Cross Chess. Game played on a cross-shaped board. (Cells: 64) [All Comments] [Add Comment or Rating]
George Duke wrote on Tue, Jul 27, 2004 01:54 AM UTC:
Convert Queens to Kings and this becomes a rather uninteresting 4-team chess, or don't and it is partnership game for four with a few minor provisions.

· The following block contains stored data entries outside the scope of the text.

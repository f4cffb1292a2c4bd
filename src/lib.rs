//! # blocksync - Content-Addressed File Synchronization
//!
//! blocksync keeps a flat directory in step with a versioned registry of
//! file metadata. File content is split into fixed-size blocks stored by
//! hash, so identical content is transferred and stored once.
//!
//! The pieces:
//!
//! - [`block_store::BlockStore`]: hash-keyed blob repository
//! - [`meta_store::MetaStore`]: filename -> version + block list, updated by
//!   compare-and-set on the version
//! - [`sync::SyncClient`]: the four-phase reconciliation between disk, the
//!   Local Index and the registry
//! - [`serve`] and [`protocol`]: line-delimited JSON over TCP
//!
//! ## Quick Start
//!
//! ```rust,ignore
//! use blocksync::config::Config;
//!
//! #[tokio::main]
//! async fn main() -> Result<(), Box<dyn std::error::Error>> {
//!     let mut config = Config::default();
//!     config.base_dir = "./shared".into();
//!     let report = blocksync::sync::sync(&config).await?;
//!     println!("{}", report);
//!     Ok(())
//! }
//! ```
//!
//! ## In-process stores
//!
//! ```rust,ignore
//! use std::sync::Arc;
//! use blocksync::{BlockStore, MetaStore, SyncClient};
//!
//! let blocks = Arc::new(BlockStore::new());
//! let meta = Arc::new(MetaStore::new("in-process"));
//! let client = SyncClient::new("./shared", 4096, meta, blocks);
//! let report = client.sync().await?;
//! ```

pub mod block_store;
pub mod chunking;
pub mod config;
pub mod error;
pub mod index;
pub mod logging;
pub mod meta_store;
pub mod protocol;
pub mod serve;
pub mod sync;
pub mod types;
pub mod util;

// Re-export commonly used types and functions
pub use block_store::BlockStore;
pub use config::Config;
pub use error::{ChunkError, StateError, SyncError};
pub use meta_store::MetaStore;
pub use protocol::ProtocolError;
pub use sync::{SyncClient, SyncReport};
pub use types::{Block, FileInfoMap, FileMetaData, UpdateOutcome, TOMBSTONE_HASH};

// vim: ts=4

As two-player, it is about like mixing Berolina and standard pawns, as done occasionally.

[Subject Thread] [Add Response]
George Duke wrote on Tue, Jul 27, 2004 04:08 PM UTC:
DICE-MATE CHESS improved CONTEST ENTRY--now 18 pieces only
1. No Promotion,Demotion,Capture
2. Array: White Ra1,Nb1,Bc1,Kd1,Fe1; Black Kd8,Fe8,Bf8,Ng8,Rh8
Pawns: White 4 only: a3, c3, e3, g3; Black b6, d6, f6, h6
3. No more than two friendly pieces may be adjacent to King. 
 This prevents walling off King.  No more than two enemy pieces may be adjacent to King. 
This prevents withering attack. 
4. The precise winning condition is variable and unknown until the Roll of
Dice after a Check. So any Check may become Mate: Once checked, the King
cannot move OUT OF it, unless invalidated by opponent's Roll of Dice--as
it usually is, as follows.  One number gives piece, P1, N2, B3, R4, Q5, K6
approved. With good play there may be two or more prospects in multiple
checks. Other gives direction of check/mate with orientation always White
side: 1N,2E,3S,4W,5NE/SW,6SE/NW. Roller takes numbers in either
favorable order: a 1 in 18 chance for mate per check. If you don't have a
check, don't roll the dice. Anyone wins with cheap check and lucky throw.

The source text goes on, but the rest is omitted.